* [Exercise input]

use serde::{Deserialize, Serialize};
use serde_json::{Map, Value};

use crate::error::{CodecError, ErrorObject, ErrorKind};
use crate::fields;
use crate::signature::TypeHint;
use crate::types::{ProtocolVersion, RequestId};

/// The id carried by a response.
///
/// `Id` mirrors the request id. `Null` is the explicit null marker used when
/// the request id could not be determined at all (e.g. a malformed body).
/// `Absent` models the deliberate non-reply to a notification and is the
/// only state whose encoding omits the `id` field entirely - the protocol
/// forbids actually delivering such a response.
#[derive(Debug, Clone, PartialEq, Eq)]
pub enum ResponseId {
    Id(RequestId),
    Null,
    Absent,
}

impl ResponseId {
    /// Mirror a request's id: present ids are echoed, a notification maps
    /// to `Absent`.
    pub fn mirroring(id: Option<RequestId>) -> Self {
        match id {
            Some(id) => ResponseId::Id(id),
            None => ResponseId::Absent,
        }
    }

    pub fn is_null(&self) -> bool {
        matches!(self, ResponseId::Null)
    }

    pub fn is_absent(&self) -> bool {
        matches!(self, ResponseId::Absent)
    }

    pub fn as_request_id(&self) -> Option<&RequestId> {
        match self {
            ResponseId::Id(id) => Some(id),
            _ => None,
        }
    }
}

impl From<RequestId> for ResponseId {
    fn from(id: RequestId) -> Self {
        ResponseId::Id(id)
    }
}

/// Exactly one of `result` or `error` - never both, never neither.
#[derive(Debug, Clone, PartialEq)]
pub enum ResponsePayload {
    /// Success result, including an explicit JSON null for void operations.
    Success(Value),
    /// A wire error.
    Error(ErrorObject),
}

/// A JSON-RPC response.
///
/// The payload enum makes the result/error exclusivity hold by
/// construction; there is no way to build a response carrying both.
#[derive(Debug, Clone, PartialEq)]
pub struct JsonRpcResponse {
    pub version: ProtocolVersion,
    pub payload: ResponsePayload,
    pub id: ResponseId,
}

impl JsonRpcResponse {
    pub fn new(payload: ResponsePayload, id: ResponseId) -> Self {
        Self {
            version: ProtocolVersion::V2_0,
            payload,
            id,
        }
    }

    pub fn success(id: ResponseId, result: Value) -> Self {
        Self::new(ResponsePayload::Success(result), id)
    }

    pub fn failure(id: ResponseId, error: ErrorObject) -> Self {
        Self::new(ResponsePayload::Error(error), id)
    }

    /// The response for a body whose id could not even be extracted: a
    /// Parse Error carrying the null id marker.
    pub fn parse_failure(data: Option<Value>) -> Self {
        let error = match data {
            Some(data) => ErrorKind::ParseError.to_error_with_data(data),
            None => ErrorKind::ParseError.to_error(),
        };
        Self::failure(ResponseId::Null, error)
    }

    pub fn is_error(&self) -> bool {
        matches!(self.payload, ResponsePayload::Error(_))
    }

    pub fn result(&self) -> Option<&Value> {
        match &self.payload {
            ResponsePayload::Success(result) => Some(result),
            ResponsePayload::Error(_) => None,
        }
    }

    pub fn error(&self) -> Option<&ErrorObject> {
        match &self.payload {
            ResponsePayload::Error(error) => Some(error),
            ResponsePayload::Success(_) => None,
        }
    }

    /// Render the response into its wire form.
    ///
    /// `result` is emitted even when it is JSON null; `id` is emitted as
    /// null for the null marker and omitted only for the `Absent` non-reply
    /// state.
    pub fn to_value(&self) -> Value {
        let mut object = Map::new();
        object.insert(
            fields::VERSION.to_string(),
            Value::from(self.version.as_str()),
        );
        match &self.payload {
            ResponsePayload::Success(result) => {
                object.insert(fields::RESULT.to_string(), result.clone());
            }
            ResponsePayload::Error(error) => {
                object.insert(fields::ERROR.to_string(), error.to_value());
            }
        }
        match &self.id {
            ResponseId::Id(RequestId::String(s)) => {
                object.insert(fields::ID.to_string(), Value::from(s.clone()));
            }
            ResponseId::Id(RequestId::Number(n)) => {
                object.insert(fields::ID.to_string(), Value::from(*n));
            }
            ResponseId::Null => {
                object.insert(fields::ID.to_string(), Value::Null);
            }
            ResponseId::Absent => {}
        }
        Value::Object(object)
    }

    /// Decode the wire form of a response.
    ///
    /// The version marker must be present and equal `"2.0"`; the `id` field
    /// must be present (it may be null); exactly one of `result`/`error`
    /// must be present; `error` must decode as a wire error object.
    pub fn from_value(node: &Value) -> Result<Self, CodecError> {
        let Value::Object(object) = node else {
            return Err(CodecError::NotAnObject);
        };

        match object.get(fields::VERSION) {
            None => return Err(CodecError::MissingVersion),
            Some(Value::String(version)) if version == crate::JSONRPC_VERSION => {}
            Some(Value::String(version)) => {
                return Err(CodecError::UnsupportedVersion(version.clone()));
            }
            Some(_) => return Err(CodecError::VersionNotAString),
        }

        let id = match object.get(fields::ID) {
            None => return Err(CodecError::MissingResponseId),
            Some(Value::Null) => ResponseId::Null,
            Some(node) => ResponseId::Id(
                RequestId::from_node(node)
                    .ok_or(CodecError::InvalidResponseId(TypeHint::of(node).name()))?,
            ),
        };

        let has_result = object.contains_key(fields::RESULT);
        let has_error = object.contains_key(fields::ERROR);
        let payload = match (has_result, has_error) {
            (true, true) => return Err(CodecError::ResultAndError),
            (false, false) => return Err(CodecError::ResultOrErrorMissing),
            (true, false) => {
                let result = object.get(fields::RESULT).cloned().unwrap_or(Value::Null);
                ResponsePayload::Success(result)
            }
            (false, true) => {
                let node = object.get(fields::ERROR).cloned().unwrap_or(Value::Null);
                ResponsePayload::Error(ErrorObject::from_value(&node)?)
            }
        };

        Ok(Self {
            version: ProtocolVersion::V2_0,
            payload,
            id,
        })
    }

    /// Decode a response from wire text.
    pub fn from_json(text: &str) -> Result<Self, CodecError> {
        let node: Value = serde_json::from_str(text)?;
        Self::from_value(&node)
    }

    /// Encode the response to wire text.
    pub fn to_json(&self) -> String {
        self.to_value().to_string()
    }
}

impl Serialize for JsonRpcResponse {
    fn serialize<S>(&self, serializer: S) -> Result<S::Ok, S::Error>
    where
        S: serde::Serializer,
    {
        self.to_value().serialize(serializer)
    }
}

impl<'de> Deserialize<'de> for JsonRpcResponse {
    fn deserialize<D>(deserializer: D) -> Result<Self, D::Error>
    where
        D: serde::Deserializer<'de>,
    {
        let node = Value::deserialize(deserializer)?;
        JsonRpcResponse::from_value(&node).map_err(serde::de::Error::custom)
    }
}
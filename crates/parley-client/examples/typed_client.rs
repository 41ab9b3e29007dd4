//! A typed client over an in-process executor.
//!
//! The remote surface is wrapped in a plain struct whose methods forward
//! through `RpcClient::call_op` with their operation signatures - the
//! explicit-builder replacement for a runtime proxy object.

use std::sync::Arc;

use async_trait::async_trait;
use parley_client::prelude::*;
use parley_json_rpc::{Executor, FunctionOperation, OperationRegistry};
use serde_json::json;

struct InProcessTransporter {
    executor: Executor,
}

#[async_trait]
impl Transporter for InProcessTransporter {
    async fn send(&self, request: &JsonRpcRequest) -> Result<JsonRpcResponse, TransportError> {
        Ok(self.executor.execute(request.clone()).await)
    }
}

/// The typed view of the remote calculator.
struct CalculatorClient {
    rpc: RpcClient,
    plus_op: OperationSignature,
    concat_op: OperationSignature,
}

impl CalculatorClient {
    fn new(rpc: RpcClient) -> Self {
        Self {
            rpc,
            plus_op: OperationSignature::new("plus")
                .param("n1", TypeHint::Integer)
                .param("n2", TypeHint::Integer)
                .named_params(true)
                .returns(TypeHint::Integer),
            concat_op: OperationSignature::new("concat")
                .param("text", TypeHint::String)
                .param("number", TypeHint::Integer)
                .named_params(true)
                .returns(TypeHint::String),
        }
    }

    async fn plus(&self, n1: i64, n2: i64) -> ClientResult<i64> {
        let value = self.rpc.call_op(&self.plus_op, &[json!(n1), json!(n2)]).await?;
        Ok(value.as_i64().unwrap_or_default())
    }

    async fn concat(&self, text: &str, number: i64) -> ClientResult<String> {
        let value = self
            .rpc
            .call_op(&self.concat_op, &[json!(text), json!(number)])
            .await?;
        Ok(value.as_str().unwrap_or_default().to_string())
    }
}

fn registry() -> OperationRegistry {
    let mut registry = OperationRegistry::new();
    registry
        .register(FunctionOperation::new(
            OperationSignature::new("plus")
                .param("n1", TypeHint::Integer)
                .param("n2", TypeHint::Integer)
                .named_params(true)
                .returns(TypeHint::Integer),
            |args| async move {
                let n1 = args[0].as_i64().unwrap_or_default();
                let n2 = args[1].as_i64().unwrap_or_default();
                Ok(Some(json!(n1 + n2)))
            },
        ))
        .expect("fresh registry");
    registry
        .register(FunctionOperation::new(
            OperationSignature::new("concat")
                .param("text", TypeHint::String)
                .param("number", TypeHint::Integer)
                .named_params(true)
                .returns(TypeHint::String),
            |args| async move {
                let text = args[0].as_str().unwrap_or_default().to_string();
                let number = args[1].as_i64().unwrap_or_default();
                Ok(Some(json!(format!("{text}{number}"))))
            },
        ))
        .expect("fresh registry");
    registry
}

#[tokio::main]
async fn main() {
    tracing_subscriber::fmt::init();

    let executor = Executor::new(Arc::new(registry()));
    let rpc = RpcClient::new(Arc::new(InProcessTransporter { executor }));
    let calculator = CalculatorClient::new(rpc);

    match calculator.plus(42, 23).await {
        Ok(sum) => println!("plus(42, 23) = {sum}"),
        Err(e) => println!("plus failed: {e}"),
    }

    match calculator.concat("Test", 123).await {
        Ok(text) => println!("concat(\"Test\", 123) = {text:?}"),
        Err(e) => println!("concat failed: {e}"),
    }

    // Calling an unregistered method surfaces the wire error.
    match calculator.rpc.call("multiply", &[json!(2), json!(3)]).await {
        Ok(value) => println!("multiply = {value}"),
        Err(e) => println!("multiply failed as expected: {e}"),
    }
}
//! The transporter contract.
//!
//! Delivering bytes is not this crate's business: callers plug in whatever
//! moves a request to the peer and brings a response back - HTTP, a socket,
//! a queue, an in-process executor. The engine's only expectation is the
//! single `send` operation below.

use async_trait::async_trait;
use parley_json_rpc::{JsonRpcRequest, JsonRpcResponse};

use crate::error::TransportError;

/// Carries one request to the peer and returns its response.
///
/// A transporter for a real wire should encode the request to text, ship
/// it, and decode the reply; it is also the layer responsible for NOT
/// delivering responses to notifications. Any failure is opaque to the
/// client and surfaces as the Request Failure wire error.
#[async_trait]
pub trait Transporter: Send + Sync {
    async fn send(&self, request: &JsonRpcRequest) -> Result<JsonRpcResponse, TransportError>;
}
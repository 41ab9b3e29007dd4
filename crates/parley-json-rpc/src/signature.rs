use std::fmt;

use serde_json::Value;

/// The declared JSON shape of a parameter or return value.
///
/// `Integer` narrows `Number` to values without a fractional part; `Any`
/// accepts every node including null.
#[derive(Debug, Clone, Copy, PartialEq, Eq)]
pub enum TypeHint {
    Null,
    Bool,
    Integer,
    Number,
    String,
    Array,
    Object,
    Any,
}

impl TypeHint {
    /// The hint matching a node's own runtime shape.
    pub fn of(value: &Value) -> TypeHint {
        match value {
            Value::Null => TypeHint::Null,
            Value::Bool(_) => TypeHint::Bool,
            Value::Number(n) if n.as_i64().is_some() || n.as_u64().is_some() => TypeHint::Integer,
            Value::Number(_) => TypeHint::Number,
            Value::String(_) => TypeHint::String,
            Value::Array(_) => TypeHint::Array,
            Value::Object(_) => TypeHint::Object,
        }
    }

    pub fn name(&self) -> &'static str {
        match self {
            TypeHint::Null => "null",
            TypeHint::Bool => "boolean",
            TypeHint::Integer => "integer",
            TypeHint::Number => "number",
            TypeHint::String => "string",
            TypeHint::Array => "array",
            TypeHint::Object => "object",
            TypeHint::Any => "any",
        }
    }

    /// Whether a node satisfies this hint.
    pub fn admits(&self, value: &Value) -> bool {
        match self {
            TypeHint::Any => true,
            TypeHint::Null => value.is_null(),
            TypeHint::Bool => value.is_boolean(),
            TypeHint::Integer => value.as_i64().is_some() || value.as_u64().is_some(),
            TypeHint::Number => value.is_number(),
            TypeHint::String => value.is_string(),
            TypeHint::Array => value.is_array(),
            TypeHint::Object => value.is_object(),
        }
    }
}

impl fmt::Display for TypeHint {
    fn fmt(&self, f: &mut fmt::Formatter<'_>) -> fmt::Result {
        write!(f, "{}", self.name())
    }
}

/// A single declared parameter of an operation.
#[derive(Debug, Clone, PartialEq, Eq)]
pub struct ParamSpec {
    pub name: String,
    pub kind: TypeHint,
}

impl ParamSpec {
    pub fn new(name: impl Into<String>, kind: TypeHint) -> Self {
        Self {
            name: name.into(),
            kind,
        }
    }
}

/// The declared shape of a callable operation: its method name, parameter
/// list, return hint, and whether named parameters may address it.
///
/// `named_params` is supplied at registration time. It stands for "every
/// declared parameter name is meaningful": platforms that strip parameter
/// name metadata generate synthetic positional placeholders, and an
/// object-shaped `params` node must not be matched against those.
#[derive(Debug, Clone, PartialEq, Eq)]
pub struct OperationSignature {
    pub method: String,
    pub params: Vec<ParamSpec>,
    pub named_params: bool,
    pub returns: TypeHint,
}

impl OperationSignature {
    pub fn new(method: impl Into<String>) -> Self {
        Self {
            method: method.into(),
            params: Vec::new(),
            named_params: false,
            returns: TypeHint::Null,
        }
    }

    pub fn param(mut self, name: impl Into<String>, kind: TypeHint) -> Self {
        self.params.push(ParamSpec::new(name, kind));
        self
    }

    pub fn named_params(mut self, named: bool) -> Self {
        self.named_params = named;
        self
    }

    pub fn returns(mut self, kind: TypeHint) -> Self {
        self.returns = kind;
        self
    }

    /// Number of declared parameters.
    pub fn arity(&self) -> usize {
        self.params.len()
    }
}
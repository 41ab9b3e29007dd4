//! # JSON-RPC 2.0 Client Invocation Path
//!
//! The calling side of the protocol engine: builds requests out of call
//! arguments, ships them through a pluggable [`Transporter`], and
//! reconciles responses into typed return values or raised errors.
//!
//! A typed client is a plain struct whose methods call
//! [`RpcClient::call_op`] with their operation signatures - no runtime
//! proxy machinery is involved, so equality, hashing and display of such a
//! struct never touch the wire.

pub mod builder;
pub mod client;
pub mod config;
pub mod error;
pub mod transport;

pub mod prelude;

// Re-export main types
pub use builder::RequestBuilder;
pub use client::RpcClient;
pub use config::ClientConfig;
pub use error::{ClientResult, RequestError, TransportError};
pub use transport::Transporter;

* [Your task]
Up to and including the line with "exclusivity hold by", restate the records above word for word from the very first line.

* [The answer]
use serde::{Deserialize, Serialize};
use serde_json::{Map, Value};

use crate::error::{CodecError, ErrorObject, ErrorKind};
use crate::fields;
use crate::signature::TypeHint;
use crate::types::{ProtocolVersion, RequestId};

/// The id carried by a response.
///
/// `Id` mirrors the request id. `Null` is the explicit null marker used when
/// the request id could not be determined at all (e.g. a malformed body).
/// `Absent` models the deliberate non-reply to a notification and is the
/// only state whose encoding omits the `id` field entirely - the protocol
/// forbids actually delivering such a response.
#[derive(Debug, Clone, PartialEq, Eq)]
pub enum ResponseId {
    Id(RequestId),
    Null,
    Absent,
}

impl ResponseId {
    /// Mirror a request's id: present ids are echoed, a notification maps
    /// to `Absent`.
    pub fn mirroring(id: Option<RequestId>) -> Self {
        match id {
            Some(id) => ResponseId::Id(id),
            None => ResponseId::Absent,
        }
    }

    pub fn is_null(&self) -> bool {
        matches!(self, ResponseId::Null)
    }

    pub fn is_absent(&self) -> bool {
        matches!(self, ResponseId::Absent)
    }

    pub fn as_request_id(&self) -> Option<&RequestId> {
        match self {
            ResponseId::Id(id) => Some(id),
            _ => None,
        }
    }
}

impl From<RequestId> for ResponseId {
    fn from(id: RequestId) -> Self {
        ResponseId::Id(id)
    }
}

/// Exactly one of `result` or `error` - never both, never neither.
#[derive(Debug, Clone, PartialEq)]
pub enum ResponsePayload {
    /// Success result, including an explicit JSON null for void operations.
    Success(Value),
    /// A wire error.
    Error(ErrorObject),
}

/// A JSON-RPC response.
///
/// The payload enum makes the result/error exclusivity hold by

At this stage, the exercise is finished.